# Label your data to fine-tune a classifier with Hugging Face

**Autores:** Alonso Morgado, César. González Bartolomé, Sergio. Lozano García, José Rubén. Ramos Valbuena, Gorka. de los Reyes Rodríguez, Diego

Se sigue paso a paso el tutorial encontrado en:

https://rubrix.readthedocs.io/en/master/tutorials/01-labeling-finetuning.html

El objetivo del tutorial es crear un analizador de sentimientos basado en textos extraídos de Twitter en inglés.
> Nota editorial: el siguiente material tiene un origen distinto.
use std::borrow::Cow;
use std::collections::HashMap;

use log::warn;
use serde::{Deserialize, Serialize};
use serde_json::Value;

#[derive(Serialize, Deserialize, Debug, Clone)]
pub struct Delta {
    pub changes: Vec<Change>,
    pub old_line_count: usize,
    pub new_line_count: usize,
    pub old_length: usize,
    pub new_length: usize,
}

impl Delta {
    /// Serializes the delta to the JSON shape stored in `diff_data` columns.
    pub fn to_value(&self) -> Value { serde_json::to_value(self).unwrap_or(Value::Null) }
}

#[derive(Serialize, Deserialize, Debug, Clone)]
pub struct Change {
    pub op:  ChangeOp,
    pub old: Span,
    pub new: Span,
}

#[derive(Serialize, Deserialize, Debug, Clone, Copy, PartialEq, Eq)]
#[serde(rename_all = "lowercase")]
pub enum ChangeOp {
    Replace,
    Delete,
    Insert,
}

/// A half-open `[start, end)` range of lines on one side of a change.
#[derive(Serialize, Deserialize, Debug, Clone)]
pub struct Span {
    pub start: usize,
    pub end:   usize,
    pub lines: Vec<String>,
}

/// Collapses CRLF and lone CR line endings to LF.
fn normalize(text: &str) -> Cow<'_, str> {
    if text.contains('\r') { Cow::Owned(text.replace("\r\n", "\n").replace('\r', "\n")) } else { Cow::Borrowed(text) }
}

/// Splits normalized text into lines. The empty document has no lines at all,
/// so diffing "" against anything is a pure insert.
fn split_lines(text: &str) -> Vec<&str> {
    if text.is_empty() {
        return Vec::new();
    }
    text.split('\n').collect()
}

/// Finds the longest block of lines equal between `a[alo..ahi]` and `b[blo..bhi]`.
fn longest_match(
    a: &[&str],
    b2j: &HashMap<&str, Vec<usize>>,
    alo: usize,
    ahi: usize,
    blo: usize,
    bhi: usize,
) -> (usize, usize, usize) {
    let mut besti: usize = alo;
    let mut bestj: usize = blo;
    let mut bestsize: usize = 0;

    // j2len[j] = length of the longest match ending at a[i - 1], b[j]
    let mut j2len: HashMap<usize, usize> = HashMap::new();
    for (i, line) in a.iter().enumerate().take(ahi).skip(alo) {
        let mut newj2len: HashMap<usize, usize> = HashMap::new();
        if let Some(indices) = b2j.get(line) {
            for &j in indices {
                if j < blo {
                    continue;
                }
                if j >= bhi {
                    break;
                }
                let k = if j > 0 { j2len.get(&(j - 1)).copied().unwrap_or(0) + 1 } else { 1 };
                newj2len.insert(j, k);
                if k > bestsize {
                    besti = i + 1 - k;
                    bestj = j + 1 - k;
                    bestsize = k;
                }
            }
        }
        j2len = newj2len;
    }

    (besti, bestj, bestsize)
}

/// Computes the maximal matching blocks between two line sequences, ending with
/// the `(a.len(), b.len(), 0)` sentinel.
fn matching_blocks(a: &[&str], b: &[&str]) -> Vec<(usize, usize, usize)> {
    let mut b2j: HashMap<&str, Vec<usize>> = HashMap::new();
    for (j, &line) in b.iter().enumerate() {
        b2j.entry(line).or_default().push(j);
    }

    let mut queue: Vec<(usize, usize, usize, usize)> = vec![(0, a.len(), 0, b.len())];
    let mut blocks: Vec<(usize, usize, usize)> = Vec::new();
    while let Some((alo, ahi, blo, bhi)) = queue.pop() {
        let (i, j, k) = longest_match(a, &b2j, alo, ahi, blo, bhi);
        if k > 0 {
            blocks.push((i, j, k));
            if alo < i && blo < j {
                queue.push((alo, i, blo, j));
            }
            if i + k < ahi && j + k < bhi {
                queue.push((i + k, ahi, j + k, bhi));
            }
        }
    }
    blocks.sort_unstable();

    // Adjacent blocks are merged so opcode spans come out maximal.
    let mut merged: Vec<(usize, usize, usize)> = Vec::new();
    let (mut i1, mut j1, mut k1): (usize, usize, usize) = (0, 0, 0);
    for (i2, j2, k2) in blocks {
        if i1 + k1 == i2 && j1 + k1 == j2 {
            k1 += k2;
        } else {
            if k1 > 0 {
                merged.push((i1, j1, k1));
            }
            i1 = i2;
            j1 = j2;
            k1 = k2;
        }
    }
    if k1 > 0 {
        merged.push((i1, j1, k1));
    }
    merged.push((a.len(), b.len(), 0));
    merged
}

/// Computes the line-level delta that turns `old` into `new`.
///
/// Line endings are normalized to LF on both sides before comparison. Equal
/// spans are implicit; only `replace`/`delete`/`insert` spans are recorded,
/// with half-open line ranges that are monotonically non-decreasing and
/// non-overlapping on both sides.
pub fn compute(old: &str, new: &str) -> Delta {
    let old_norm = normalize(old);
    let new_norm = normalize(new);
    let old_lines = split_lines(&old_norm);
    let new_lines = split_lines(&new_norm);

    let mut changes: Vec<Change> = Vec::new();
    let mut i: usize = 0;
    let mut j: usize = 0;
    for (ai, bj, size) in matching_blocks(&old_lines, &new_lines) {
        let op = if i < ai && j < bj {
            Some(ChangeOp::Replace)
        } else if i < ai {
            Some(ChangeOp::Delete)
        } else if j < bj {
            Some(ChangeOp::Insert)
        } else {
            None
        };
        if let Some(op) = op {
            changes.push(Change {
                op,
                old: Span { start: i, end: ai, lines: old_lines[i..ai].iter().map(|l| (*l).to_string()).collect() },
                new: Span { start: j, end: bj, lines: new_lines[j..bj].iter().map(|l| (*l).to_string()).collect() },
            });
        }
        i = ai + size;
        j = bj + size;
    }

    Delta {
        changes,
        old_line_count: old_lines.len(),
        new_line_count: new_lines.len(),
        old_length: old_norm.chars().count(),
        new_length: new_norm.chars().count(),
    }
}

/// Applies a stored delta to `base`, reproducing the successor document.
///
/// The walker is deliberately tolerant: a delta that is not an object, has no
/// `changes` list, contains non-object changes, unknown ops, out-of-range
/// indices or ill-typed lines never panics. Structural damage is logged and
/// the affected change (or the whole delta) is skipped, falling back to `base`
/// so a corrupt row cannot take the read path down with it.
pub fn apply(base: &str, delta: &Value) -> String {
    let changes = match delta.get("changes").and_then(Value::as_array) {
        Some(changes) => changes,
        None => {
            warn!("Invalid delta structure: missing 'changes' list; returning base unchanged");
            return base.to_string();
        },
    };

    let base_norm = normalize(base);
    let old_lines = split_lines(&base_norm);
    let total_old = old_lines.len();

    let mut result: Vec<&str> = Vec::new();
    let mut cursor: usize = 0;
    for (idx, change) in changes.iter().enumerate() {
        let change = match change.as_object() {
            Some(change) => change,
            None => {
                warn!("Skipping invalid change at index {idx}");
                continue;
            },
        };

        let op = change.get("op").and_then(Value::as_str).unwrap_or("replace");
        let i1 = change.get("old").and_then(|o| o.get("start")).and_then(Value::as_u64).unwrap_or(0) as usize;
        let i2 = change.get("old").and_then(|o| o.get("end")).and_then(Value::as_u64).unwrap_or(0) as usize;
        let i1 = i1.min(total_old);
        let i2 = i2.min(total_old);

        if cursor < i1 {
            result.extend(&old_lines[cursor..i1]);
        }
        match op {
            "replace" | "insert" => {
                if let Some(lines) = change.get("new").and_then(|n| n.get("lines")).and_then(Value::as_array) {
                    result.extend(lines.iter().filter_map(Value::as_str));
                }
            },
            "delete" => {},
            other => {
                warn!("Unknown change op '{other}' at index {idx}; skipping");
            },
        }
        cursor = i2;
    }
    if cursor < total_old {
        result.extend(&old_lines[cursor..]);
    }

    result.join("\n")
}

/// As [`apply`], but for deltas persisted as raw JSON text. A string that does
/// not parse leaves `base` unchanged.
pub fn apply_str(base: &str, raw: &str) -> String {
    match serde_json::from_str::<Value>(raw) {
        Ok(delta) => apply(base, &delta),
        Err(err) => {
            warn!("Failed to parse raw delta ({err}); returning base unchanged");
            base.to_string()
        },
    }
}


#[cfg(test)]
mod tests {
    use serde_json::json;

    use super::*;

    fn roundtrip(old: &str, new: &str) {
        let delta = compute(old, new);
        assert_eq!(apply(old, &delta.to_value()), new, "round-trip failed for {old:?} -> {new:?}");
    }

    #[test]
    fn compute_emits_only_unequal_spans() {
        let delta = compute("a\nb\nc", "a\nx\nc");
        assert_eq!(delta.changes.len(), 1);
        let change = &delta.changes[0];
        assert_eq!(change.op, ChangeOp::Replace);
        assert_eq!((change.old.start, change.old.end), (1, 2));
        assert_eq!((change.new.start, change.new.end), (1, 2));
        assert_eq!(change.old.lines, vec!["b"]);
        assert_eq!(change.new.lines, vec!["x"]);
        assert_eq!(delta.old_line_count, 3);
        assert_eq!(delta.new_line_count, 3);
    }

    #[test]
    fn compute_from_empty_is_a_single_insert() {
        let delta = compute("", "<h1>P</h1>");
        assert_eq!(delta.changes.len(), 1);
        assert_eq!(delta.changes[0].op, ChangeOp::Insert);
        assert_eq!(delta.old_line_count, 0);
        assert_eq!(delta.new_line_count, 1);
    }

    #[test]
    fn compute_to_empty_is_a_single_delete() {
        let delta = compute("a\nb", "");
        assert_eq!(delta.changes.len(), 1);
        assert_eq!(delta.changes[0].op, ChangeOp::Delete);
        assert_eq!(delta.new_line_count, 0);
    }

    #[test]
    fn roundtrip_law_holds() {
        roundtrip("", "");
        roundtrip("", "<h1>P</h1>");
        roundtrip("<h1>P</h1>", "");
        roundtrip("<h1>P</h1>", "<h1>P</h1>\n<p>X</p>");
        roundtrip("a\nb\nc\nd\ne", "a\nc\nd\nx\ne\nf");
        roundtrip("line", "completely different\nwith more lines");
        roundtrip("same\nsame\nsame", "same\nsame\nsame");
        roundtrip("<p>á é ü</p>\n<p>end</p>", "<p>á é ü</p>\n<p>mid</p>\n<p>end</p>");
    }

    #[test]
    fn roundtrip_with_repeated_lines() {
        roundtrip("x\nx\nx\ny\nx", "x\ny\nx\nx");
        roundtrip("<br>\n<br>\n<br>", "<br>\n<p>a</p>\n<br>\n<br>");
    }

    #[test]
    fn self_diff_normalizes_line_endings() {
        let base = "a\r\nb\rc";
        let delta = compute(base, base);
        assert!(delta.changes.is_empty());
        assert_eq!(apply(base, &delta.to_value()), "a\nb\nc");
    }

    #[test]
    fn crlf_input_diffs_like_lf() {
        let delta = compute("a\r\nb", "a\nb\nc");
        assert_eq!(apply("a\r\nb", &delta.to_value()), "a\nb\nc");
    }

    #[test]
    fn apply_tolerates_missing_changes() {
        assert_eq!(apply("base", &Value::Null), "base");
        assert_eq!(apply("base", &json!({})), "base");
        assert_eq!(apply("base", &json!({"changes": "nope"})), "base");
        assert_eq!(apply("base", &json!([1, 2, 3])), "base");
    }

    #[test]
    fn apply_skips_invalid_change_entries() {
        let delta = json!({"changes": [42, "x", null]});
        assert_eq!(apply("a\nb", &delta), "a\nb");
    }

    #[test]
    fn apply_clamps_out_of_range_spans() {
        let delta = json!({"changes": [
            {"op": "replace", "old": {"start": 90, "end": 120, "lines": []}, "new": {"start": 0, "end": 1, "lines": ["tail"]}},
        ]});
        assert_eq!(apply("a\nb", &delta), "a\nb\ntail");
    }

    #[test]
    fn apply_ignores_unknown_ops() {
        let delta = json!({"changes": [
            {"op": "transmogrify", "old": {"start": 0, "end": 1, "lines": ["a"]}, "new": {"start": 0, "end": 1, "lines": ["z"]}},
        ]});
        assert_eq!(apply("a\nb", &delta), "b");
    }

    #[test]
    fn apply_on_empty_base_with_delete_is_a_noop() {
        let delta = json!({"changes": [
            {"op": "delete", "old": {"start": 0, "end": 5, "lines": []}, "new": {"start": 0, "end": 0, "lines": []}},
        ]});
        assert_eq!(apply("", &delta), "");
    }

    #[test]
    fn apply_str_falls_back_on_parse_failure() {
        assert_eq!(apply_str("base", "{not json"), "base");
        assert_eq!(apply_str("a\nb", r#"{"changes": []}"#), "a\nb");
    }

    #[test]
    fn delta_serialization_is_stable() {
        let delta = compute("a", "b");
        let value = delta.to_value();
        assert_eq!(value["changes"][0]["op"], "replace");
        assert_eq!(value["old_line_count"], 1);
        assert_eq!(value["new_line_count"], 1);
        // Readers must tolerate unknown fields in stored deltas.
        let mut with_extra = value.clone();
        with_extra["some_future_field"] = json!(true);
        let reparsed: Delta = serde_json::from_value(with_extra).unwrap();
        assert_eq!(reparsed.changes.len(), 1);
    }
}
Se describen los pasos para un analizador de sentimientos mejor tras adaptar un analizador ya entrenado sobre un conjunto de datos nuevo y cómo se crea ese conjunto de datos nuevo. 

## 1. Instalación de paquetes de terceros

Se requiren los paquetes "transformers", "datasets" y "sklearn" para el entrenamiento y el paquete "ipywidgets" para mostrar una barra de progreso.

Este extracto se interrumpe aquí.